Jan 24 00:00:23 host kernel: python invoked oom-killer: gfp_mask=0x100bc, order=0, oom_adj=0, oom_score_adj=0

So, hopefully you’ve done your diligence and come to the conclusion that you have a memory issue associated somehow with multiprocessing. What’s next?

The Problem

I was fortunate to be sitting in the audience when Brandon Rhodes gave his talk on Python, Linkers, and Virtual Memory at PyCon. He does a much better job of explaining Copy on Write than I do in this blog, so go watch the video. I’ll try to do a quick summary of his talk here, so that you can understand all of the working pieces.

A very simple mental model for memory is a list of data blocks that each have an address. “How much memory does a process use?” is a loaded question for the simple reason that processes share memory.

If two processes want to load the same shared library, instead of loading the library into two separate addresses, the operating system can load it into one address and point both processes to the same address in memory. As a result there is a distinction between the total memory actually used by a process (called the Resident Set Size or RSS) and the virtual memory used by a process (called the Virtual Memory Size or VMS).
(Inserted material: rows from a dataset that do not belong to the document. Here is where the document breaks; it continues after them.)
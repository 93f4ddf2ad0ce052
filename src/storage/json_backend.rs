use std::{
    fs,
    io::ErrorKind,
    path::{Path, PathBuf},
};

use crate::{
    errors::Result,
    utils::{
        fs::write_atomic,
        paths::{self, ensure_dir},
    },
};

use super::KeyValueStore;

const DOCUMENT_EXTENSION: &str = "json";

/// Stores each key as `<root>/<key>.json`, replacing files atomically.
#[derive(Debug, Clone)]
pub struct JsonFileStore {
    root: PathBuf,
}

impl JsonFileStore {
    pub fn new(root: impl Into<PathBuf>) -> Result<Self> {
        let root = root.into();
        ensure_dir(&root)?;
        Ok(Self { root })
    }

    /// Opens the store under the application data directory.
    pub fn new_default() -> Result<Self> {
        Self::new(paths::store_dir_in(&paths::app_data_dir()))
    }

    pub fn root(&self) -> &Path {
        &self.root
    }

    pub fn document_path(&self, key: &str) -> PathBuf {
        self.root
            .join(format!("{}.{}", canonical_key(key), DOCUMENT_EXTENSION))
    }
}

impl KeyValueStore for JsonFileStore {
    fn get(&self, key: &str) -> Result<Option<String>> {
        match fs::read_to_string(self.document_path(key)) {
            Ok(data) => Ok(Some(data)),
            Err(err) if err.kind() == ErrorKind::NotFound => Ok(None),
            Err(err) => Err(err.into()),
        }
    }

    fn put(&self, key: &str, value: &str) -> Result<()> {
        write_atomic(&self.document_path(key), value)?;
        Ok(())
    }

    fn describe(&self) -> String {
        self.root.display().to_string()
    }
}

fn canonical_key(key: &str) -> String {
    let sanitized: String = key
        .trim()
        .chars()
        .map(|c| match c {
            'a'..='z' | 'A'..='Z' | '0'..='9' | '-' | '_' => c,
            _ => '_',
        })
        .collect();
    if sanitized.trim_matches('_').is_empty() {
        "records".into()
    } else {
        sanitized
    }
}
use std::fmt;

use dialoguer::{theme::ColorfulTheme, Confirm};

use crate::cli::core::{CliMode, CommandError};
use crate::cli::output::{self, OutputPreferences};
use crate::config::Config;
use crate::ledger::{Notification, NotificationKind};

/// Print an informational message via the standard CLI output helpers.
pub fn print_info(message: impl fmt::Display) {
    output::info(message);
}

/// Print a warning message via the standard CLI output helpers.
pub fn print_warning(message: impl fmt::Display) {
    output::warning(message);
}

/// Print an error message via the standard CLI output helpers.
pub fn print_error(message: impl fmt::Display) {
    output::error(message);
}

/// Print a success message via the standard CLI output helpers.
pub fn print_success(message: impl fmt::Display) {
    output::success(message);
}

/// Shows a ledger notification as a success or error line.
pub fn print_notification(note: &Notification) {
    match note.kind {
        NotificationKind::Success => print_success(&note.message),
        NotificationKind::Failure => print_error(&note.message),
    }
}

/// Prompt the user for confirmation with a yes/no question.
pub fn confirm_action(
    theme: &ColorfulTheme,
    prompt: &str,
    default: bool,
) -> Result<bool, CommandError> {
    Confirm::with_theme(theme)
        .with_prompt(prompt)
        .default(default)
        .interact()
        .map_err(CommandError::from)
}

/// Applies output-related configuration. Scripted sessions always print
/// plain text.
pub fn apply_config(config: &Config, mode: CliMode) {
    output::set_preferences(OutputPreferences {
        color_enabled: config.ui_color_enabled && mode == CliMode::Interactive,
    });
}
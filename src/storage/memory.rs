use std::{
    collections::HashMap,
    sync::{Arc, RwLock},
};

use crate::errors::{LedgerError, Result};

use super::KeyValueStore;

/// Process-local store. Clones share the same map, so a test can keep a
/// handle and inspect what the ledger wrote.
#[derive(Debug, Clone, Default)]
pub struct MemoryStore {
    entries: Arc<RwLock<HashMap<String, String>>>,
    read_only: bool,
}

impl MemoryStore {
    pub fn new() -> Self {
        Self::default()
    }

    /// A store whose writes always fail, e.g. to model an exhausted quota.
    pub fn read_only() -> Self {
        Self {
            read_only: true,
            ..Self::default()
        }
    }

    pub fn with_entry(key: &str, value: &str) -> Self {
        let store = Self::new();
        if let Ok(mut entries) = store.entries.write() {
            entries.insert(key.to_string(), value.to_string());
        }
        store
    }
}

impl KeyValueStore for MemoryStore {
    fn get(&self, key: &str) -> Result<Option<String>> {
        let entries = self
            .entries
            .read()
            .map_err(|_| LedgerError::Storage("memory store lock poisoned".into()))?;
        Ok(entries.get(key).cloned())
    }

    fn put(&self, key: &str, value: &str) -> Result<()> {
        if self.read_only {
            return Err(LedgerError::Storage("storage quota exceeded".into()));
        }
        let mut entries = self
            .entries
            .write()
            .map_err(|_| LedgerError::Storage("memory store lock poisoned".into()))?;
        entries.insert(key.to_string(), value.to_string());
        Ok(())
    }

    fn describe(&self) -> String {
        "in-memory".into()
    }
}
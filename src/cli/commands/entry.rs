use crate::cli::core::{CommandResult, ShellContext};
use crate::cli::io;
use crate::cli::output::section as output_section;
use crate::cli::registry::CommandEntry;
use crate::currency::{format_currency, format_rate, long_label};
use crate::ledger::form::parse_amount;
use crate::ledger::record::zakat_for;

use super::required_arg;

pub(crate) fn definitions() -> Vec<CommandEntry> {
    vec![
        CommandEntry::new("form", "Show the input form", "form", cmd_form),
        CommandEntry::new(
            "profit",
            "Set the profit field",
            "profit <amount>",
            cmd_profit,
        ),
        CommandEntry::new(
            "rate",
            "Set the zakat rate field",
            "rate <percent>",
            cmd_rate,
        ),
        CommandEntry::new(
            "sadaka",
            "Set the sadaka field",
            "sadaka <amount>",
            cmd_sadaka,
        ),
        CommandEntry::new(
            "save",
            "Save the form as the selected date's record",
            "save",
            cmd_save,
        ),
        CommandEntry::new("reset", "Clear the form", "reset", cmd_reset),
    ]
}

fn cmd_form(context: &mut ShellContext, _args: &[&str]) -> CommandResult {
    let form = context.ledger.form();
    output_section(long_label(context.ledger.selected_date()));
    io::print_info(format!("  Profit      : {}", blank_dash(&form.profit)));
    io::print_info(format!("  Zakat rate  : {}", format_rate(form.zakat_rate())));
    io::print_info(format!("  Sadaka      : {}", blank_dash(&form.sadaka)));
    if let Some(profit) = parse_amount(&form.profit).filter(|p| *p > 0.0) {
        io::print_info(format!(
            "  Zakat due   : {}",
            format_currency(zakat_for(profit, form.zakat_rate()))
        ));
    }
    Ok(())
}

fn blank_dash(value: &str) -> &str {
    if value.is_empty() {
        "-"
    } else {
        value
    }
}

fn cmd_profit(context: &mut ShellContext, args: &[&str]) -> CommandResult {
    let raw = required_arg(args, "profit <amount>")?;
    context.ledger.form_mut().set_profit(raw);
    Ok(())
}

fn cmd_rate(context: &mut ShellContext, args: &[&str]) -> CommandResult {
    let raw = required_arg(args, "rate <percent>")?;
    context.ledger.form_mut().set_zakat_rate(raw)?;
    Ok(())
}

fn cmd_sadaka(context: &mut ShellContext, args: &[&str]) -> CommandResult {
    let raw = required_arg(args, "sadaka <amount>")?;
    context.ledger.form_mut().set_sadaka(raw);
    Ok(())
}

fn cmd_save(context: &mut ShellContext, _args: &[&str]) -> CommandResult {
    let note = context.ledger.save();
    context.show_notification(&note);
    Ok(())
}

fn cmd_reset(context: &mut ShellContext, _args: &[&str]) -> CommandResult {
    context.ledger.reset_form();
    io::print_info("Form cleared.");
    Ok(())
}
In addition to sharing code, processes can also share data. The classic example on Unix happens when forking a child process. When you fork a child process on Unix, it doesn’t re-run the process from scratch. Instead it will create a new process and point the processes virtual memory to the same physical blocks that the parent is using.

This practice works well until until either process needs to modify the memory. When this happens, the operating system will create a copy of the memory block and then write the data; hence the term copy on write.

Copy on write is handy for creating caches that subprocesses can reference. The reason is because read only memory need only be referenced, and not actually duplicated, significantly reducing the memory overhead of a subprocess.

Copy on write is a problem for Python because its objects are reference counted. To keep track of when an object should be deleted, Python stores a count of how many references to an object currently exist. When that count reaches 0 the object can be cleaned. Benjamin Peterson has an interesting talk on the subject.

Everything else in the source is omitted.